The word "financial management" first appeared in newspapers in the early 1990s. With the expansion of China's stock and bond markets, the enrichment of commercial banks and retail businesses, and the increase of citizens' overall income year by year, the concept of "financial management" has gradually become popular. Personal financial management can be roughly divided into personal assets and personal liabilities, including funds, stocks, bonds, deposits, life insurance, gold and other personal assets; Personal housing mortgage loan and personal consumption credit belong to personal liabilities.
Financial management, as its name implies, refers to financial management. When people talk about financial management, they think of either investing or making money. In fact, the scope of financial management is very wide. Financial management is to manage the wealth of a lifetime, that is, the cash flow and risk management of an individual's life. Contains the following meanings:
First, financial management is to manage the wealth of a lifetime, not just to solve the problem of urgent need for money.

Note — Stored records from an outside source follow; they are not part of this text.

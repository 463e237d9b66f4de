//! Run driver: connect, list, select, then pull each dump into the sink.

use anyhow::{bail, Context, Result};
use std::net::TcpStream;
use std::time::Instant;

use crate::capture::FrameSink;
use crate::config::Config;
use crate::demux::{demux, FrameLayout};
use crate::logger::Logger;
use crate::net::{self, Session, Transport};
use crate::protocol::FileEntry;

#[derive(Debug, Default, Clone, PartialEq, Eq)]
pub struct PullSummary {
    /// Dumps the device announced on the first listing
    pub listing: Vec<FileEntry>,
    pub pulled: u64,
    pub failed: u64,
    pub frames: u64,
    pub bytes: u64,
}

/// Entries to pull, in listing order. Names the device doesn't list are
/// reported and dropped.
pub fn select(listing: &[FileEntry], wanted: &[String], logger: &dyn Logger) -> Vec<FileEntry> {
    if wanted.is_empty() {
        return listing.to_vec();
    }
    for name in wanted {
        if !listing.iter().any(|e| &e.name == name) {
            logger.error("select", &format!("{} is not on the device", name));
        }
    }
    listing
        .iter()
        .filter(|e| wanted.contains(&e.name))
        .cloned()
        .collect()
}

/// Request one dump, split it and append every frame to `sink`.
///
/// Nothing is appended unless the whole body demultiplexes cleanly, and the
/// sink commits once per dump. Returns `(frames, bytes)`.
pub fn pull_file<T: Transport>(
    session: &mut Session<T>,
    entry: &FileEntry,
    layout: FrameLayout,
    sink: &mut dyn FrameSink,
    logger: &dyn Logger,
) -> Result<(usize, usize)> {
    let buffer = session.request_file(entry, logger)?;
    let frames = demux(&buffer, layout).with_context(|| format!("demux {}", entry.name))?;
    for (record, frame) in frames.iter().enumerate() {
        sink.append_frame(frame)
            .with_context(|| format!("write frame {} of {}", record, entry.name))?;
        logger.frame(entry, record, frame.len());
    }
    sink.commit()
        .with_context(|| format!("commit frames of {}", entry.name))?;
    Ok((frames.len(), buffer.len()))
}

fn open_session(cfg: &Config, logger: &dyn Logger) -> Result<Session<TcpStream>> {
    let stream = net::connect(
        &cfg.address,
        cfg.connect_timeout(),
        cfg.connect_retries,
        logger,
    )?;
    logger.connected(&cfg.address);
    Ok(Session::new(stream, cfg.revision, cfg.session_timeouts()))
}

/// Pull from the device at `cfg.address`.
pub fn run(cfg: &Config, sink: &mut dyn FrameSink, logger: &dyn Logger) -> Result<PullSummary> {
    let mut connect = || open_session(cfg, logger);
    run_with(cfg, &mut connect, sink, logger)
}

/// `run` over any transport; `connect` opens a fresh session each call.
///
/// The counted server ends every transfer by closing the connection, so a
/// spent session is replaced and the listing handshake repeated before the
/// next request.
pub fn run_with<T: Transport>(
    cfg: &Config,
    connect: &mut dyn FnMut() -> Result<Session<T>>,
    sink: &mut dyn FrameSink,
    logger: &dyn Logger,
) -> Result<PullSummary> {
    let start = Instant::now();
    let mut session = connect()?;
    let listing = session.list_files(&cfg.marker, logger)?;
    let selected = select(&listing, &cfg.files, logger);
    let mut summary = PullSummary {
        listing,
        ..Default::default()
    };

    if cfg.list_only || selected.is_empty() {
        logger.done(0, 0, start.elapsed().as_secs_f64());
        return Ok(summary);
    }

    let layout = cfg.layout();
    for (n, wanted) in selected.iter().enumerate() {
        let entry = if session.is_closed() {
            session = connect()?;
            let fresh = session.list_files(&cfg.marker, logger)?;
            // Indices can shift between listings; names are stable
            match fresh.into_iter().find(|e| e.name == wanted.name) {
                Some(e) => e,
                None => {
                    logger.failed(wanted, "no longer listed");
                    summary.failed += 1;
                    if !cfg.keep_going {
                        bail!("{} disappeared from the device listing", wanted.name);
                    }
                    continue;
                }
            }
        } else {
            if n > 0 {
                session.drain_listing().context("drain listing")?;
            }
            wanted.clone()
        };

        match pull_file(&mut session, &entry, layout, sink, logger) {
            Ok((frames, bytes)) => {
                logger.pulled(&entry, frames, bytes);
                summary.pulled += 1;
                summary.frames += frames as u64;
                summary.bytes += bytes as u64;
            }
            Err(e) => {
                logger.failed(&entry, &format!("{:#}", e));
                summary.failed += 1;
                if !cfg.keep_going {
                    return Err(e);
                }
            }
        }
    }

    logger.done(summary.pulled, summary.frames, start.elapsed().as_secs_f64());
    Ok(summary)
}
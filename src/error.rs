//! Protocol error conditions callers need to tell apart.
//!
//! Everything else travels as `anyhow::Error` with context; these are the
//! root causes worth a `downcast_ref`.

use thiserror::Error;

#[derive(Debug, Error, PartialEq, Eq)]
pub enum PullError {
    /// Length table or a declared frame runs past the end of the buffer.
    #[error("truncated transfer: need {needed} bytes, have {available}")]
    TruncatedTransfer { needed: usize, available: usize },

    /// Declared length cannot hold the fixed per-frame trailer.
    #[error("record {record} declares {len} bytes, shorter than the {trailer}-byte trailer")]
    RecordShorterThanTrailer {
        record: usize,
        len: usize,
        trailer: usize,
    },

    /// No bytes arrived within the idle timeout.
    #[error("transfer stalled after {received} bytes (idle {idle_ms} ms)")]
    TransferStalled { received: usize, idle_ms: u64 },

    /// Counted server answered a request with a different file.
    #[error("requested index {requested}, server echoed {echoed}")]
    EchoMismatch { requested: u8, echoed: u8 },

    #[error("transfer exceeds {limit} bytes")]
    TransferTooLarge { limit: usize },

    /// Peer went away before the protocol step completed.
    #[error("connection closed by peer during {0}")]
    ConnectionClosed(&'static str),
}

pub type Result<T> = std::result::Result<T, PullError>;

Second, financial management is cash flow management. Everyone needs money (cash outflow) when he is born, and he also needs to make money to generate cash inflow. Therefore, whether you have money or not, everyone needs to manage money.
Third, financial management also includes risk management. Because more flows in the future are uncertain, including personal risk, property risk and market risk, which will affect cash inflow (income interruption risk) or cash outflow (cost increase risk).